**Required action**:
Look through the records and copy each line that has "ConsumerConfig" in it.

────────

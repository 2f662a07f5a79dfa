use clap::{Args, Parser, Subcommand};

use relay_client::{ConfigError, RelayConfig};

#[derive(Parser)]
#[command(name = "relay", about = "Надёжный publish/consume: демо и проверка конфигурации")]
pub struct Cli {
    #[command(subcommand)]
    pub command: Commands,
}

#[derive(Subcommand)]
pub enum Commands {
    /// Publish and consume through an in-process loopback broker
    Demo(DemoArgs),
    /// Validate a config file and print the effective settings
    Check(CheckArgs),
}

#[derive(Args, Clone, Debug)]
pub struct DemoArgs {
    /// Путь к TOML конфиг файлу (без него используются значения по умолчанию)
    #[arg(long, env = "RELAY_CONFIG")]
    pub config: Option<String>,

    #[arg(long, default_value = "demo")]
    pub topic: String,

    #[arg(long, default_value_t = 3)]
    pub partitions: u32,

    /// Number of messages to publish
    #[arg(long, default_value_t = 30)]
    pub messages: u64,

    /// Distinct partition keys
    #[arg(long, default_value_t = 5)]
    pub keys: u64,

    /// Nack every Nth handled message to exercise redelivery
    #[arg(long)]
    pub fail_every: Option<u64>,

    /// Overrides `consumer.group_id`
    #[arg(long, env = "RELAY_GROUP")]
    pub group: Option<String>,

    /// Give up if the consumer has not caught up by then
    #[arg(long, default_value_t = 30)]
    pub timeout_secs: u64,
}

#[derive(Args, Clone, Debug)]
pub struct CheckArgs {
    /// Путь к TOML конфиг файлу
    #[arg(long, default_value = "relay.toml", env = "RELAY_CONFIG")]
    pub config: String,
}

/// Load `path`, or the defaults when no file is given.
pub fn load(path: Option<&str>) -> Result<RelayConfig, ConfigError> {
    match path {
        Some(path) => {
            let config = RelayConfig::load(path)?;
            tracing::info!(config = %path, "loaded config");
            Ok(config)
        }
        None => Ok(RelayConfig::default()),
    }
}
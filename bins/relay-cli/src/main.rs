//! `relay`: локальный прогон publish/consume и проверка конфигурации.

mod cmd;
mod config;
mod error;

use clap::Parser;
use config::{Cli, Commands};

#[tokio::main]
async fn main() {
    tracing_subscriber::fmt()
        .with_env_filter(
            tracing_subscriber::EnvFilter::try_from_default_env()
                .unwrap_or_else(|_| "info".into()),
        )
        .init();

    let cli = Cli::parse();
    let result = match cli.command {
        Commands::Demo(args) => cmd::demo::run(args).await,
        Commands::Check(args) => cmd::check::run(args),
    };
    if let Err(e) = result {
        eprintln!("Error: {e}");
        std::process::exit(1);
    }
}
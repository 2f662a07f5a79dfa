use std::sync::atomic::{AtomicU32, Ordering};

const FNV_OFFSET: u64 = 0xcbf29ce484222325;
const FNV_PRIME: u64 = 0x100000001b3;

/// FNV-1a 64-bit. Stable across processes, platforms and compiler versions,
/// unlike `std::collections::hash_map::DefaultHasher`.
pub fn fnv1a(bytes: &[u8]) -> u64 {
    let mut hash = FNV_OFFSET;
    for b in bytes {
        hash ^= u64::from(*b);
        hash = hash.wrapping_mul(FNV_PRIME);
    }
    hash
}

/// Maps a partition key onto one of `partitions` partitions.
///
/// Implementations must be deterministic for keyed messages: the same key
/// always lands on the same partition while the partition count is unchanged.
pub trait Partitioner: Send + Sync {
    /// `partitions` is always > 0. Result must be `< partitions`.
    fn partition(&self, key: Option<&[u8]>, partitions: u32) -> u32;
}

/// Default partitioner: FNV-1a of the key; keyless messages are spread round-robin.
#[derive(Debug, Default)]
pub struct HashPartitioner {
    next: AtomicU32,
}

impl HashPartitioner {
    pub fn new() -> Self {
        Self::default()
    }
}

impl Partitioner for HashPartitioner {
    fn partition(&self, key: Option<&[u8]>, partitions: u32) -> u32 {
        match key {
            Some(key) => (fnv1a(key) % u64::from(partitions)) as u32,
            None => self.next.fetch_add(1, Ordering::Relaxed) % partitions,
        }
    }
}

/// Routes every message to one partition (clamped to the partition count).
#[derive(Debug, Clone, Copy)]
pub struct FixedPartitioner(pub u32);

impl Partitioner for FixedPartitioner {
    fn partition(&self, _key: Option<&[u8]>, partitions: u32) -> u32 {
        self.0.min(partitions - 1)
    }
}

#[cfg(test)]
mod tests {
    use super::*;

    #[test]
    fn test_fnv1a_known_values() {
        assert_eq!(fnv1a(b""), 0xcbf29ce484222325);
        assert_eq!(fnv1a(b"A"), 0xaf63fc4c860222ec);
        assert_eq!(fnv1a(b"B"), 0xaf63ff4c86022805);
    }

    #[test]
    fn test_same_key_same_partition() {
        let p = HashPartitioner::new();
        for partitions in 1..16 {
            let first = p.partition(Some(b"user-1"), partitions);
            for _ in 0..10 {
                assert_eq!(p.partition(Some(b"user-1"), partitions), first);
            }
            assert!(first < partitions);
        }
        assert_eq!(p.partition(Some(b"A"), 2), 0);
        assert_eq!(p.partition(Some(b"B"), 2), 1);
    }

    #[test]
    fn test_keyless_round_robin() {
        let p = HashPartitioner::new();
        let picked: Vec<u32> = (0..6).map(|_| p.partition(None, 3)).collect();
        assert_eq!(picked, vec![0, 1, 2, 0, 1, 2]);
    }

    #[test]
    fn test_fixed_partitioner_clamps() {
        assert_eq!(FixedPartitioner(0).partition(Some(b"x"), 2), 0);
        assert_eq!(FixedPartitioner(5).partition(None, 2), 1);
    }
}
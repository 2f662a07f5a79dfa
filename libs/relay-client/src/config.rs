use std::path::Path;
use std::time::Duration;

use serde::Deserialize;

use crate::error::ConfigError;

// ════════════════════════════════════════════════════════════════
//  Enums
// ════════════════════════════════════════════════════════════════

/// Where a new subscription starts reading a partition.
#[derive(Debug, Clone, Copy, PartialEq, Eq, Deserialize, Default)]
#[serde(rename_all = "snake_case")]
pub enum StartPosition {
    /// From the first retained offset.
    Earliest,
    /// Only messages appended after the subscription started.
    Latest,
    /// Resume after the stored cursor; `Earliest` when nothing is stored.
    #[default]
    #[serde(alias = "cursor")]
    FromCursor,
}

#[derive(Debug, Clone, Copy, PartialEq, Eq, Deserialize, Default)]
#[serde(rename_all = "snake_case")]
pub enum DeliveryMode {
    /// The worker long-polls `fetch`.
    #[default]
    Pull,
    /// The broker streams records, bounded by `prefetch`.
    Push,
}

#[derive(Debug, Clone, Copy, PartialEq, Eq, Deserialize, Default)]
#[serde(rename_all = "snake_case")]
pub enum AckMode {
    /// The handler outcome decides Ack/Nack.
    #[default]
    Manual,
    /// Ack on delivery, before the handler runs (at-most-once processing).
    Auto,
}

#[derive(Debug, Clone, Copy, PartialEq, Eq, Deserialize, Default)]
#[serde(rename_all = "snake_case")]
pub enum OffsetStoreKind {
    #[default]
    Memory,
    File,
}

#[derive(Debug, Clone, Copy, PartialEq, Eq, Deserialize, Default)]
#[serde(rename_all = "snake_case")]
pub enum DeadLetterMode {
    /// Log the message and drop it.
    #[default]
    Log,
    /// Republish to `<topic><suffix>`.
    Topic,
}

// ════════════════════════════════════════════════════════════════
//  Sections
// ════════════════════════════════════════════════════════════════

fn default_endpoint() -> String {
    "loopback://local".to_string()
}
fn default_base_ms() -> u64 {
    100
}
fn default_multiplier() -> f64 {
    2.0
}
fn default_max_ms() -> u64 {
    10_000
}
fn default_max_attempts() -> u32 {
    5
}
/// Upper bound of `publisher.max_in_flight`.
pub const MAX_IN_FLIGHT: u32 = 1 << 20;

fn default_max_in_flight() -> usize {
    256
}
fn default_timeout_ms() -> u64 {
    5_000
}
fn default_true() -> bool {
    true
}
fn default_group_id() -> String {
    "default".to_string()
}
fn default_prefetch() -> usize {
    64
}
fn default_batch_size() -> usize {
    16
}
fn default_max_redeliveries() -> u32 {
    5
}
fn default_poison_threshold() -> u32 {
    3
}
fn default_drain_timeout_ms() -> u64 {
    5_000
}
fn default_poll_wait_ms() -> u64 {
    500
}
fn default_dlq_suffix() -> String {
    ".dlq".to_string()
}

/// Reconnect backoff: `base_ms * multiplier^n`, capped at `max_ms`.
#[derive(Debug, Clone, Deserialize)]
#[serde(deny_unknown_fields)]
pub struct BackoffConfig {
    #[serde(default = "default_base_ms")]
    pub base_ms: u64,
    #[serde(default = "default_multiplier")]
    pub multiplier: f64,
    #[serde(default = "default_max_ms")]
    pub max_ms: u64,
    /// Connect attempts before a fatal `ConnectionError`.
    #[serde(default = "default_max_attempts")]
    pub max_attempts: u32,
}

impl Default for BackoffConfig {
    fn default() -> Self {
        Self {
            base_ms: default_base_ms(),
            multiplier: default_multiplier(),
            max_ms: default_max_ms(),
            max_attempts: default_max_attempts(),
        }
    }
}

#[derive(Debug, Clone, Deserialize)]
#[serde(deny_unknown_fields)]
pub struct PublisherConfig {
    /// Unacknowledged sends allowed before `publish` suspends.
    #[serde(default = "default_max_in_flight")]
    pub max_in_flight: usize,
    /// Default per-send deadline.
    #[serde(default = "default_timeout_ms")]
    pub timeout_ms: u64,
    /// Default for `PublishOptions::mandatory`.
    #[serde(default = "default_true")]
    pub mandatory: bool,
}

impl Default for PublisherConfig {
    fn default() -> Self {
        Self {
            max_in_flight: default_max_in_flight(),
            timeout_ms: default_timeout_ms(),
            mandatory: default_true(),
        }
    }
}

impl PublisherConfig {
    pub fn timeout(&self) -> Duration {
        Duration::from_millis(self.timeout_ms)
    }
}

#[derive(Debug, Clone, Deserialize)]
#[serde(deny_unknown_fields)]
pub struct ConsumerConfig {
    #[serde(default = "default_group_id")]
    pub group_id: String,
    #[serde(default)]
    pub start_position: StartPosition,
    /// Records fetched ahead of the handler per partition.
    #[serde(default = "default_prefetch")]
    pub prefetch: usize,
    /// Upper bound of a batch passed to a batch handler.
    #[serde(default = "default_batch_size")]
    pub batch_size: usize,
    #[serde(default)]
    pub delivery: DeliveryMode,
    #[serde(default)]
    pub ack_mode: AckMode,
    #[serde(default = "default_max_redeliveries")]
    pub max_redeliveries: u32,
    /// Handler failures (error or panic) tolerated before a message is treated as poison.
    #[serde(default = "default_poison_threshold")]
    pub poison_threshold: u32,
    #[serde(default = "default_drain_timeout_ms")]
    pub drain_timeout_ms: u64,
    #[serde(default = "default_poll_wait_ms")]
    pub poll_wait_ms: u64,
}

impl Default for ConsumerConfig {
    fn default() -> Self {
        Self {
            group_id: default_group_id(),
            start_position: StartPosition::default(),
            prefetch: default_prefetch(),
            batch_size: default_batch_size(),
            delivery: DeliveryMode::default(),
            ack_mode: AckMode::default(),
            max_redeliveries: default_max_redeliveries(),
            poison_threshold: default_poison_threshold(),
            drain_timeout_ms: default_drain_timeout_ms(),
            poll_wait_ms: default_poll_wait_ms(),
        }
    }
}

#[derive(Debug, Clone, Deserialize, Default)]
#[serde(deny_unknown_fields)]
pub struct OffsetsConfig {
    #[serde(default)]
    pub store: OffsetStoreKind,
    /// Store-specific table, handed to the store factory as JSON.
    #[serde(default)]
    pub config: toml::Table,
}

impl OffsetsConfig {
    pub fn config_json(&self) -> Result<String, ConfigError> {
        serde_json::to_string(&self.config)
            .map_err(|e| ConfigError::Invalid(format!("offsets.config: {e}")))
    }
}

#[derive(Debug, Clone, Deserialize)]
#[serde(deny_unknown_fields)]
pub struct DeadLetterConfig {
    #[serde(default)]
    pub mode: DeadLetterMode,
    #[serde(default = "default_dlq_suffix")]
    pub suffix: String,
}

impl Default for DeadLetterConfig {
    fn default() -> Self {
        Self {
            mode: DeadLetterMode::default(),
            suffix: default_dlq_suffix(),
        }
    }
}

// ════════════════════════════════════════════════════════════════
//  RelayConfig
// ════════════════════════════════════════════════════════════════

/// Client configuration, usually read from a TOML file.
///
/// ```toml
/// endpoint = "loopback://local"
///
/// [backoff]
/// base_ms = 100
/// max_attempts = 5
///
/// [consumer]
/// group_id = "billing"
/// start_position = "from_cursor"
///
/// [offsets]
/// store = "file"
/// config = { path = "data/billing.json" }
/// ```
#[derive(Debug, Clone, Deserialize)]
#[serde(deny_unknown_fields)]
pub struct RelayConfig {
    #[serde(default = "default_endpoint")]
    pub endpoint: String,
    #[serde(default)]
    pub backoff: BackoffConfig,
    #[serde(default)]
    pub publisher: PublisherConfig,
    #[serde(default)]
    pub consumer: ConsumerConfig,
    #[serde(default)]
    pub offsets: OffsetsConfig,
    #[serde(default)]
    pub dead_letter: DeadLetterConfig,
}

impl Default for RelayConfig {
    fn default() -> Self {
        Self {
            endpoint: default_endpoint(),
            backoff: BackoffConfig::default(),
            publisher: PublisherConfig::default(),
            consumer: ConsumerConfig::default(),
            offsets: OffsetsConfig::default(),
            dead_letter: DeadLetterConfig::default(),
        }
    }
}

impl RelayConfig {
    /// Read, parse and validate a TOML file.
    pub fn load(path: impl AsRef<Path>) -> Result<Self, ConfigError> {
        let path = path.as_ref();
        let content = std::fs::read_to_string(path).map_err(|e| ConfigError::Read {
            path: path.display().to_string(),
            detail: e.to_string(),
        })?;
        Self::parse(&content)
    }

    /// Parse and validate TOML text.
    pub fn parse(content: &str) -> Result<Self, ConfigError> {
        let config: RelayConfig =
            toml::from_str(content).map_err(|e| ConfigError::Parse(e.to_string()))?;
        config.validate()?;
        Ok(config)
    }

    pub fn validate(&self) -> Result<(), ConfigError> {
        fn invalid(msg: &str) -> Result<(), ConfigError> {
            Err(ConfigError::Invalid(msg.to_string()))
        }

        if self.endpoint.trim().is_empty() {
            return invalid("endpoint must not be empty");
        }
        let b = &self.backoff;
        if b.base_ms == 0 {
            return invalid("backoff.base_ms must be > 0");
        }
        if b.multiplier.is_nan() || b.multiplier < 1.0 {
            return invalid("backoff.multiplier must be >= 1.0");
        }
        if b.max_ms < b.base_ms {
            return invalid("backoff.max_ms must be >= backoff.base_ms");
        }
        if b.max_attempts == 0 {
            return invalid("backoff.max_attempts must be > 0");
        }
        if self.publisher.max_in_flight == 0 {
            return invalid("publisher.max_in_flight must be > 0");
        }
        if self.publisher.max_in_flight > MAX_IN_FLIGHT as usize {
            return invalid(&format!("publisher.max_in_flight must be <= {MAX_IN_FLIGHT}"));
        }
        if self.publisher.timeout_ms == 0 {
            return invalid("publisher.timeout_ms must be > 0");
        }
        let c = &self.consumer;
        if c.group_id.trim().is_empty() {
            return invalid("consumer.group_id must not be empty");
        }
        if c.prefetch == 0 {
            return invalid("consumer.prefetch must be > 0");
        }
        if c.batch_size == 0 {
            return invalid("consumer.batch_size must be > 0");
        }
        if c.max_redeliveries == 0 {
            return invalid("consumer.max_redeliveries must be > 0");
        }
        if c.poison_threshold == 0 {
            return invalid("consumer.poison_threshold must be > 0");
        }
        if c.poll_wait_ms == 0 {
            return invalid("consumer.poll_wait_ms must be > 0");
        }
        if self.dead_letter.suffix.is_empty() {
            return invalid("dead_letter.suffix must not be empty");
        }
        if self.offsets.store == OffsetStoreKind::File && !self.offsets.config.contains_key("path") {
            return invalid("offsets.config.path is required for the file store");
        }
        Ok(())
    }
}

────────

**Solution below**:
pub struct ConsumerConfig {
impl Default for ConsumerConfig {
    pub consumer: ConsumerConfig,
            consumer: ConsumerConfig::default(),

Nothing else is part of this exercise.